The lunch counter is about to open.
“My husband is going to be the cook,” said Deshane, “It opens up Monday.” They’ll be doing mostly sandwiches until a key piece of equipment arrives. “(We’ll have) anything we can make or warm up without using a stove until we get the hood.”
The outdoor flea market with 15 vendors and a BBQ has its first day Saturday.
“I run that.” Deshane said. “We were supposed to open earlier, but because of COVID restrictions; and now it’s all ready to go.” The market will operate every Saturday and Sunday. On opening day the folks running the hxmesweethxme fundraiser for the youth center’s Nelson Bell Scholarship will be on hand, as will Zain Campbell to perform some music at 12:30 p.m.
“That flea market will be packed,” McKee said.
One of the things concerning many Orillia residents was the fate of the building when it was sold by the City of Orillia last year. In 2017 council put it under protection by way of the Ontario Heritage Act. The building was sold above the $900,000 asking price and the new owners, Eric Pong and his partner, can develop the rest of the 2.4 acre site.
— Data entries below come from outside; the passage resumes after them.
// Copyright Amazon.com, Inc. or its affiliates. All Rights Reserved.
// SPDX-License-Identifier: Apache-2.0

//! TZif header layout, shared by the encoder and decoder.
//!
//! See <https://datatracker.ietf.org/doc/html/rfc8536#section-3.1>.

use bytes::{Buf, BufMut};
use tracing::debug;

use crate::error::{Error, Result};

pub const MAGIC: &[u8; 4] = b"TZif";

/// magic + version + unused + 6x count
pub const HEADER_SIZE: usize = 4 + 1 + 15 + 6 * 4;

/// Size of a local time type record: utoff (4), is_dst (1), desigidx (1).
pub const LOCAL_TIME_TYPE_SIZE: usize = 6;

#[derive(Debug, Clone, Copy, PartialEq, Eq, PartialOrd, Ord)]
pub enum Version {
    V1,
    V2,
    V3,
}

impl Version {
    pub fn from_byte(byte: u8) -> Result<Self> {
        match byte {
            0 => Ok(Version::V1),
            b'2' => Ok(Version::V2),
            b'3' => Ok(Version::V3),
            other => Err(Error::UnsupportedVersion(other)),
        }
    }

    pub fn as_byte(self) -> u8 {
        match self {
            Version::V1 => 0,
            Version::V2 => b'2',
            Version::V3 => b'3',
        }
    }

    /// Width of transition times and leap second occurrences in the data block
    /// that follows a header of this version.
    pub fn time_size(self) -> usize {
        match self {
            Version::V1 => 4,
            Version::V2 | Version::V3 => 8,
        }
    }
}

#[derive(Debug, Clone, Copy, Default, PartialEq, Eq)]
pub struct Counts {
    pub isutcnt: u32,
    pub isstdcnt: u32,
    pub leapcnt: u32,
    pub timecnt: u32,
    pub typecnt: u32,
    pub charcnt: u32,
}

impl Counts {
    /// Size of the data block described by these counts.
    ///
    /// Computed in `u64` so no combination of 32-bit counts can overflow.
    pub fn data_block_size(&self, time_size: usize) -> u64 {
        let time_size = time_size as u64;
        u64::from(self.timecnt) * (time_size + 1)
            + u64::from(self.typecnt) * LOCAL_TIME_TYPE_SIZE as u64
            + u64::from(self.charcnt)
            + u64::from(self.leapcnt) * (time_size + 4)
            + u64::from(self.isstdcnt)
            + u64::from(self.isutcnt)
    }
}

#[derive(Debug, Clone, Copy, PartialEq, Eq)]
pub struct Header {
    pub version: Version,
    pub counts: Counts,
}

impl Header {
    pub fn write_to<B: BufMut>(&self, buf: &mut B) {
        buf.put_slice(MAGIC);
        buf.put_u8(self.version.as_byte());
        buf.put_bytes(0, 15);
        buf.put_u32(self.counts.isutcnt);
        buf.put_u32(self.counts.isstdcnt);
        buf.put_u32(self.counts.leapcnt);
        buf.put_u32(self.counts.timecnt);
        buf.put_u32(self.counts.typecnt);
        buf.put_u32(self.counts.charcnt);
    }

    pub fn read_from(reader: &mut Reader<'_>) -> Result<Self> {
        let mut header = reader.take(HEADER_SIZE)?;
        if &header[..4] != MAGIC {
            debug!("tzif: bad magic");
            return Err(Error::InvalidData);
        }
        let version = Version::from_byte(header[4])?;
        header.advance(20);
        Ok(Header {
            version,
            counts: Counts {
                isutcnt: header.get_u32(),
                isstdcnt: header.get_u32(),
                leapcnt: header.get_u32(),
                timecnt: header.get_u32(),
                typecnt: header.get_u32(),
                charcnt: header.get_u32(),
            },
        })
    }
}

/// Bounds-checked cursor over TZif input.
///
/// Every read goes through [`Reader::take`], so the `bytes::Buf` getters used on
/// the returned slices never run past their end.
#[derive(Debug, Clone)]
pub struct Reader<'a> {
    data: &'a [u8],
}

impl<'a> Reader<'a> {
    pub fn new(data: &'a [u8]) -> Self {
        Self { data }
    }

    pub fn take(&mut self, len: usize) -> Result<&'a [u8]> {
        if self.data.len() < len {
            debug!(
                "tzif: truncated data, need {} bytes, have {}",
                len,
                self.data.len()
            );
            return Err(Error::InvalidData);
        }
        let (head, tail) = self.data.split_at(len);
        self.data = tail;
        Ok(head)
    }

    /// Like [`Reader::take`], for sizes computed from untrusted 64-bit arithmetic.
    pub fn take_u64(&mut self, len: u64) -> Result<&'a [u8]> {
        let len = usize::try_from(len).map_err(|_| Error::InvalidData)?;
        self.take(len)
    }

    pub fn remaining(&self) -> usize {
        self.data.len()
    }

    pub fn rest(self) -> &'a [u8] {
        self.data
    }
}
Pong told SUNonline/Orillia earlier this year they intend to create a railway museum of worth in the building and possibly outdoors.
With more than 3600 square feet inside, there very well could be something substantial with the museum plan. Even so, there is one more vendor to outline.
James Lizotte and Crystal Doyle operate One Lucky Find. They have second hand clothing, household items, movies and music, wall hangings, rugs, lamps and toys to sell.
Operating hours are 10 a.m. to 8 p.m. Fridays and Saturdays and to 6 p.m. other days of the week.
(Photos by Swartz – SUNonline/Orillia) Main: The old Grand Trunk Railway station at 150 Front Street South.